Certain reservoir conditions and infrastructures may require flow
assistance to enable production of oil and gas, and transportation
from the reservoir to a production facility, economically, over the
life of a field and in the environment. Generally reservoir
pressure, high crude specific gravity, high viscosity, deep water,
deep reservoir, long tie-back distance and high water content could
put different demands and requirements on the equipment used
subsea. These demands and requirements may very often vary over
time.
Gas lift is a well-known method to assist the flow. As gas is
injected in the flow some distance below the wellhead the
commingled gas and crude specific gravity is reduced, thus lowering
the wellbore inflow pressure resulting in an increased inflow rate.
As pressure is reduced higher up in the production tubing, further
increasing the gas volume, the gravity is even more reduced,
helping the flow considerably. The gas is normally injected inthe
annulus through a pressure controlled inlet valve into the
production tubing at a suitable elevation.

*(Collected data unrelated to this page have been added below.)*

//! For setting up logging.

use super::config::LoggingConfig;
use tracing_appender::non_blocking::WorkerGuard;
use tracing_error::ErrorLayer;
use tracing_subscriber::{layer::SubscriberExt, util::SubscriberInitExt, EnvFilter, Layer};

/// Flushes logs upon being dropped.
#[derive(Debug)]
pub struct LogGuard {
    _guards: Vec<WorkerGuard>,
}

/// Initializes logging.
///
/// `RUST_LOG` takes precedence over the configured filter.
pub fn init_logging(config: &LoggingConfig) -> LogGuard {
    let log_level = std::env::var("RUST_LOG").unwrap_or_else(|_| config.filter.clone());

    let (non_blocking_stdout, stdout_guard) = tracing_appender::non_blocking(std::io::stdout());
    let stdout = tracing_subscriber::fmt::layer()
        .with_writer(non_blocking_stdout)
        .with_filter(EnvFilter::new(&log_level));
    let mut guards = vec![stdout_guard];

    let file = config.directory.as_ref().map(|directory| {
        let file_appender = tracing_appender::rolling::hourly(directory, "log.");
        let (non_blocking_file, file_guard) = tracing_appender::non_blocking(file_appender);
        guards.push(file_guard);
        tracing_subscriber::fmt::layer()
            .with_ansi(false)
            .with_writer(non_blocking_file)
            .json()
            .with_filter(EnvFilter::new(&log_level))
    });

    tracing_subscriber::registry()
        .with(stdout)
        .with(file)
        .with(ErrorLayer::default())
        .init();

    LogGuard { _guards: guards }
}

Another method to increase lift is by introducing a downhole pump,
electrical or hydraulic powered, to boost the pressure in the
production tubing. The pump should preferably be positioned at the
bottom of the well where gas has not been released form the oil,
thus providing better efficiency and preventing cavitation
problems.
Using gas for gaining artificial lift will increase frictional
pressure drop since total volume flow increases with gas being
brought back to host. At long tie-back distances the net effect of
using gas lift becomes low when gain in static pressure is reduced
by increased dynamical pressure losses. However, downhole gas lift
can be accomplished locally at the production area by separating
and compressing a suitable rate of gas taken from the wellfluid and
distributing to the subsea wells for injection. This re-cycling of
gas reduces the amount of gas flowing in the pipeline compared to
having gas supplied from the host. The advantage of this can be
utilized by increasing production rate from the wells, reducing
pipeline size or increasing capacity by having additional well
producing via the pipeline. In addition to this gas life at the
riserbase will become more effective with this process
configuration.
A cluster type subsea production system is typically comprising
individual satellite trees arrayed around and connected to a
central manifold by individual flowline jumpers. A template subsea
production system consists of a compact (closely arrayed), modular,
and integrated drilling and production system, designed for heavy
lift vessel or moonpool/drilling rig deployment/recovery with
capability for early-well drilling, ultimately leading to early
production. The system is generally associated with a four-well
scenario, although larger templates of 6 or 8 slots are sometimes
considered, depending on the overall system requirements. In most
cases the template will be equipped with a production manifold
consisting of two production headers and a pipe spool connecting
the headers at one end. This will allow for round trip pigging
operations. In case of only one production header is used, pigging
operations will require a subsea pig launcher and/or a subsea pig
receiver.
The main function of the manifold is to commingle the production
into one or more flowlines connected to a topside production
facility, which may be located directly above or several kilometers
away from the manifold. The manifold is usually a discrete
structure, which may be drilling-vessel deployed or heavy-lift
vessel deployed, depending on size and weight.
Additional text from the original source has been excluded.